The petitioners pointed out that the Maharlika Investment Fund Act is being implemented in the midst of a budget deficit of P 1.6 trillion, inflation rate of 6.1 percent, and poverty incidence of 18.1 percent in 2022 and massive unemployment and underemployment. “And, more importantly, in a country that has as yet, unchecked and unbridled corruption in the government.
“A sovereign wealth fund and un-transparent Maharlika Investment Corporation has no place in a country that is still plagued with corruption,” the petitioners said.
Under Article VI, Section 26 (2) of the 1987 Constitution, a bill becomes a law only if it passes three readings on three separate days, except if Malacanang certifies it as an urgent measure.
However, the petitioners said the Maharlika Bill was not enacted in accordance with the said provision thus, should be declared void.
They noted that the presidential certification of the Maharlika Bill in the House and in the Senate did not comply with the requirements under Article VI, Section 26 of the Constitution which include: the existence of a public calamity or emergency; the necessity of the immediate enactment of a law to meet such public calamity or emergency; and such “immediacy” that would justify the doing away of the necessary legislative requirement of three readings on separate days.
“The constitutional rule is that all bills should undergo three readings on three separate days. The exception to the rule is when the president certifies as to the necessity of the immediate enactment of a bill on grounds of public calamity or public emergency,” the petitioners explained.
“Hence, the constitutionality of the exercise of this presidential prerogative, the exception, must be strictly construed and regulated.
The President’s exercise of the power to certify as urgent the Maharlika Bill in the House of Representatives on December 14, 2022, and in the Senate on May 24, 2023, are void for failure to meet the three constitutional requirement for a valid exercise of such prerogative,” they added.

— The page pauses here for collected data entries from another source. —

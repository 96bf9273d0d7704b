use crate::translation::{EmptyListPolicy, KeyMatch};

/// What a single-row call does when the query returns more than one row.
#[derive(Debug, Clone, Copy, PartialEq, Eq, Default)]
pub enum SingleRowPolicy {
    /// Take the first row and discard the rest.
    #[default]
    FirstRow,
    /// Fail with `ScanError`.
    Strict,
}

/// Engine-wide behaviour, fixed when the engine is built.
#[derive(Debug, Clone, Copy, Default, PartialEq, Eq)]
pub struct EngineOptions {
    /// Log every statement at `info` (and failures at `warn`) instead of `debug`.
    pub debug: bool,
    pub single_row: SingleRowPolicy,
    pub empty_list: EmptyListPolicy,
    pub key_match: KeyMatch,
}
use serde_json::Value;
use tera::Context;

use super::registry::TemplateRegistry;
use crate::error::{SqlTemplateError, describe_chain};

/// Raw SQL produced by a template, still carrying `:name` markers.
#[derive(Debug, Clone, PartialEq, Eq)]
pub struct RenderedStatement {
    pub name: String,
    pub sql: String,
}

/// Render the named template with `input` as its context.
///
/// Object inputs expose their fields as top-level template variables. `None` (or JSON
/// `null`) renders with an empty context, which suits parameterless templates.
///
/// # Errors
///
/// Returns `TemplateNotFound` for an unknown name and `RenderError` if the input is not an
/// object or the template fails to execute.
pub fn render(
    registry: &TemplateRegistry,
    name: &str,
    input: Option<&Value>,
) -> Result<RenderedStatement, SqlTemplateError> {
    let template = registry.resolve(name)?;
    let context = match input {
        None | Some(Value::Null) => Context::new(),
        Some(value) => {
            Context::from_serialize(value).map_err(|e| SqlTemplateError::RenderError {
                name: name.to_string(),
                message: describe_chain(&e),
            })?
        }
    };
    let sql = template.render(&context)?;
    Ok(RenderedStatement {
        name: template.name().to_string(),
        sql,
    })
}

#[cfg(test)]
mod tests {
    use super::*;
    use serde_json::json;

    fn registry() -> TemplateRegistry {
        TemplateRegistry::from_templates([
            (
                "user/list",
                "select * from users\
                 {% if where %} where {{ where }}{% endif %}\
                 {% if limit %} limit :limit{% endif %}",
            ),
            ("schema", "create table t (id integer)"),
            ("strict", "select {{ missing.field }}"),
        ])
        .unwrap()
    }

    #[test]
    fn conditionals_shape_the_query() {
        let registry = registry();
        let input = json!({"where": "age > :age", "limit": 10, "age": 3});
        let rendered = render(&registry, "user/list", Some(&input)).unwrap();
        assert_eq!(
            rendered.sql,
            "select * from users where age > :age limit :limit"
        );

        let input = json!({"where": "", "limit": 0});
        let rendered = render(&registry, "user/list", Some(&input)).unwrap();
        assert_eq!(rendered.sql, "select * from users");
    }

    #[test]
    fn nil_input_renders_parameterless_templates() {
        let rendered = render(&registry(), "schema", None).unwrap();
        assert_eq!(rendered.sql, "create table t (id integer)");
    }

    #[test]
    fn failures_are_classified() {
        let registry = registry();
        let err = render(&registry, "nope", None).unwrap_err();
        assert!(matches!(err, SqlTemplateError::TemplateNotFound(_)));

        let err = render(&registry, "strict", Some(&json!({}))).unwrap_err();
        assert!(matches!(err, SqlTemplateError::RenderError { ref name, .. } if name == "strict"));

        let err = render(&registry, "schema", Some(&json!([1, 2]))).unwrap_err();
        assert!(matches!(err, SqlTemplateError::RenderError { .. }));
    }
}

The petitioners argued that the Maharlika Investment Fund Act of 2023 requires intense congressional scrutiny, genuine consultation with stakeholders, and a careful study by independent economic experts.
However, the petitioners said both the House and the Senate “rushed the Maharlika bills and short-circuited the constitutionally mandated legislative processes, through an unnecessary and constitutionally infirm Presidential certification of urgency.”
Likewise, the petitioners said the enactment of the assailed law created a lasting connection between the BSP and Maharlika Investment Fund considering that 100 percent of the former’s dividends will be used as part of the capitalization of the Maharlika Investment Corporation.
The Monetary Board, according to the petitioners, has to curry favor from the President and ask for his approval should they believe that their fiscal as well as economic conditions merit the reduction of their contribution.
“The Monetary Board, therefore, despite its power to determine its policies, is now subjected by the law, to the discretion of the President,” the petitioners noted.